Ronald Reagan is quite the opposite of a boon for the low-tax, low-regulation argument: he was actually responsible for a historically large tax increase.
The historical evidence is clear, and with economists actively warning against the Republican economic plans that “deny fiscal reality,” “benefit the wealthiest Americans” and “ensure that the top 1 percent comes out way ahead,” there is absolutely no reason for Americans to be caught in a debate over which Party has the better economic policy.
The Republican laissez-faire, supply-side economic agenda doesn’t work.
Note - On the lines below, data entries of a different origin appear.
//! PostgreSQL store.
//!
//! Every row a unit of work loads is locked with `SELECT ... FOR UPDATE`
//! until commit, so two settlements touching the same user, portfolio or
//! investment run one after the other and each sees the other's result.
//! Callers lock the investment, then orders, then portfolios, then users in
//! id order, so two units of work never wait on each other in a cycle.
//!
//! This module uses dynamic queries (sqlx::query) instead of compile-time
//! checked macros (sqlx::query!) to allow compilation without DATABASE_URL.

use crate::error::StoreError;
use crate::repository::{LedgerTx, OrderQuery, Store};
use async_trait::async_trait;
use bourse_domain::{
    Investment, InvestmentId, Order, OrderId, OrderKind, OrderSide, Portfolio, PortfolioId, Price,
    Quantity, Trade, TradeParties, User, UserId,
};
use chrono::{DateTime, Utc};
use rust_decimal::Decimal;
use sqlx::{PgConnection, PgPool, Postgres, QueryBuilder, Transaction};
use std::sync::Arc;
use uuid::Uuid;

// =============================================================================
// Row mapping
// =============================================================================

fn to_u64(value: i64, column: &str) -> Result<u64, StoreError> {
    u64::try_from(value)
        .map_err(|_| StoreError::Deserialization(format!("{} is negative: {}", column, value)))
}

fn to_i64(value: u64, column: &str) -> Result<i64, StoreError> {
    i64::try_from(value)
        .map_err(|_| StoreError::Constraint(format!("{} out of range: {}", column, value)))
}

#[derive(Debug, sqlx::FromRow)]
struct UserRow {
    id: Uuid,
    email: String,
    balance: Decimal,
    created_at: DateTime<Utc>,
    updated_at: DateTime<Utc>,
}

impl UserRow {
    fn into_domain(self) -> User {
        User {
            id: self.id,
            email: self.email,
            balance: self.balance,
            created_at: self.created_at,
            updated_at: self.updated_at,
        }
    }
}

#[derive(Debug, sqlx::FromRow)]
struct InvestmentRow {
    id: Uuid,
    name: String,
    kind: String,
    reference_price: Decimal,
    available_quantity: i64,
    created_at: DateTime<Utc>,
    updated_at: DateTime<Utc>,
}

impl InvestmentRow {
    fn into_domain(self) -> Result<Investment, StoreError> {
        Ok(Investment {
            id: self.id,
            name: self.name,
            kind: self.kind.parse()?,
            reference_price: Price::new(self.reference_price)?,
            available_quantity: to_u64(self.available_quantity, "available_quantity")?,
            created_at: self.created_at,
            updated_at: self.updated_at,
        })
    }
}
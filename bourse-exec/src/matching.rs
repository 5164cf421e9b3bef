//! Immediate matching.
//!
//! One unit of work per attempt: lock the order and its investment, look
//! for a counterparty, settle, commit. Rejections leave the order active
//! and are reported as an outcome, not an error.

use std::sync::Arc;

use bourse_domain::OrderId;
use bourse_store::{LedgerTx, Store, StoreError};
use tracing::{debug, error, info, warn};

use crate::config::MatchingConfig;
use crate::error::{ExecResult, SettlementError};
use crate::finder::CounterpartyFinder;
use crate::settlement::{Settlement, SettlementExecutor};

/// Result of one matching attempt.
#[derive(Debug)]
pub enum MatchOutcome {
    /// A trade was committed
    Settled(Settlement),
    /// No counterparty right now; the order stays active
    Unmatched,
    /// A counterparty was found but settlement was refused; the order stays active
    Aborted(SettlementError),
}

impl MatchOutcome {
    /// The committed settlement, if any
    pub fn settlement(&self) -> Option<&Settlement> {
        match self {
            MatchOutcome::Settled(settlement) => Some(settlement),
            _ => None,
        }
    }

    /// Check if a trade was committed
    pub fn is_settled(&self) -> bool {
        matches!(self, MatchOutcome::Settled(_))
    }
}

/// Finds and settles a counterparty for a single order.
pub struct ImmediateMatcher<S: Store> {
    store: Arc<S>,
    finder: CounterpartyFinder,
    executor: SettlementExecutor,
}

impl<S: Store> ImmediateMatcher<S> {
    /// Create a matcher over `store`.
    pub fn new(store: Arc<S>, config: MatchingConfig) -> Self {
        Self {
            store,
            finder: CounterpartyFinder::new(config),
            executor: SettlementExecutor::new(config),
        }
    }

    /// Try to settle `order_id` now.
    ///
    /// # Errors
    /// Only infrastructure failures; rejections come back as
    /// `MatchOutcome::Aborted`.
    pub async fn try_match(&self, order_id: OrderId) -> ExecResult<MatchOutcome> {
        // The investment is locked before the order, so find it unlocked first
        let investment_id = match self.store.find_order(order_id).await? {
            Some(order) => order.investment_id,
            None => return Err(StoreError::not_found("order", order_id).into()),
        };

        let mut tx = self.store.begin().await?;
        let investment = tx.load_investment(investment_id).await?;
        let order = tx.load_order(order_id).await?;
        if !order.is_active() {
            tx.rollback().await?;
            return Ok(MatchOutcome::Unmatched);
        }

        let Some(counterparty) = self.finder.find(tx.as_mut(), &order, &investment).await? else {
            tx.rollback().await?;
            debug!(%order_id, "No counterparty, order stays active");
            return Ok(MatchOutcome::Unmatched);
        };

        let result = self.executor.settle(tx.as_mut(), &order, &counterparty).await;
        finish(tx, order_id, result).await
    }
}

/// Commit a successful settlement, roll back anything else.
async fn finish(
    mut tx: Box<dyn LedgerTx>,
    order_id: OrderId,
    result: Result<Settlement, SettlementError>,
) -> ExecResult<MatchOutcome> {
    let outcome = match result {
        Ok(settlement) => match tx.commit().await {
            Ok(()) => {
                info!(%order_id, trade_id = %settlement.trade.id, "Order matched");
                return Ok(MatchOutcome::Settled(settlement));
            },
            Err(err) => SettlementError::Store(err),
        },
        Err(err) => {
            if let Err(rollback_err) = tx.rollback().await {
                warn!(%order_id, error = %rollback_err, "Rollback failed");
            }
            err
        },
    };

    if outcome.is_recoverable() {
        warn!(%order_id, reason = %outcome, "Settlement aborted, order stays active");
        Ok(MatchOutcome::Aborted(outcome))
    } else {
        error!(%order_id, error = %outcome, "Settlement failed");
        Err(outcome.into())
    }
}
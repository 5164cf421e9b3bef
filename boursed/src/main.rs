//! Bourse Daemon
//!
//! Runs the batch matching scheduler over the ledger store.
//!
//! # Usage
//!
//! ```bash
//! # Start with default configuration (in-memory store)
//! cargo run -p boursed
//!
//! # Order-to-order matching, pass every 10 seconds
//! BOURSE_MATCHING_MODE=order_to_order BOURSE_BATCH_INTERVAL_SECS=10 cargo run -p boursed
//!
//! # PostgreSQL
//! DATABASE_URL=postgres://... cargo run -p boursed --features postgres -- db migrate
//! ```
//!
//! # Environment Variables
//!
//! - `BOURSE_ENV`: Environment (test, development, production)
//! - `BOURSE_MATCHING_MODE`: inventory (default) or order_to_order
//! - `BOURSE_EQUAL_POLICY`: at_or_above (default) or exact
//! - `BOURSE_BATCH_INTERVAL_SECS`: Seconds between passes (default: 30, 0 disables)
//! - `BOURSE_EVENT_BUS_CAPACITY`: Event bus buffer (default: 1000)
//! - `BOURSE_LOG_JSON`: Emit JSON logs when set to 1
//! - `DATABASE_URL`: PostgreSQL connection string (feature `postgres`)

use boursed::{Config, Daemon};
use tracing::info;
use tracing_subscriber::{fmt, prelude::*, EnvFilter};

#[tokio::main]
async fn main() -> anyhow::Result<()> {
    let config = Config::from_env()?;

    // Initialize tracing
    let filter = EnvFilter::from_default_env().add_directive("boursed=info".parse()?);
    if config.log_json {
        tracing_subscriber::registry().with(fmt::layer().json()).with(filter).init();
    } else {
        tracing_subscriber::registry().with(fmt::layer()).with(filter).init();
    }

    let args: Vec<String> = std::env::args().collect();
    if args.get(1).map(String::as_str) == Some("db") {
        return run_db(args).await;
    }

    info!(
        version = env!("CARGO_PKG_VERSION"),
        environment = %config.environment,
        mode = config.matching.mode.as_str(),
        batch_interval_secs = config.batch.interval_secs,
        "Bourse daemon"
    );

    run_daemon(config).await
}

#[cfg(feature = "postgres")]
async fn run_db(args: Vec<String>) -> anyhow::Result<()> {
    boursed::db::run_db_command(args).await
}

#[cfg(not(feature = "postgres"))]
async fn run_db(_args: Vec<String>) -> anyhow::Result<()> {
    anyhow::bail!("db commands require the `postgres` feature")
}

#[cfg(feature = "postgres")]
async fn run_daemon(config: Config) -> anyhow::Result<()> {
    if let Some(database_url) = config.database_url.clone() {
        let daemon = Daemon::connect(config, &database_url).await?;
        daemon.run().await?;
        return Ok(());
    }
    Daemon::new_stub(config).run().await?;
    Ok(())
}

#[cfg(not(feature = "postgres"))]
async fn run_daemon(config: Config) -> anyhow::Result<()> {
    Daemon::new_stub(config).run().await?;
    Ok(())
}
Politicians have sliced taxes and gashed regulation (although thanks to the Obama administration this has slightly waned); the economy has undergone the worst recession in recent history; taxes on the wealthy have been slashed, loopholes preserved and the Bush tax cuts made permanent; regulations have been destroyed, in part because of the worldview of Alan Greenspan, who has personally admitted to being wrong (Dodd Frank doesn’t go far enough to rein in the greed); wealth is again soaring to the top 1%; the Republicans are again in control of Congress, and, even they don’t have the presidency as they did in the 1920s, they are stopping the current one from signing progressive tax legislation into law.
America got it right a few decades ago. As economist Thomas Piketty explains, the “progressive taxation of very high incomes and very large estates partly explains why the concentration of wealth never regained its astronomic Belle Époque levels after the shocks of 1914-1945.”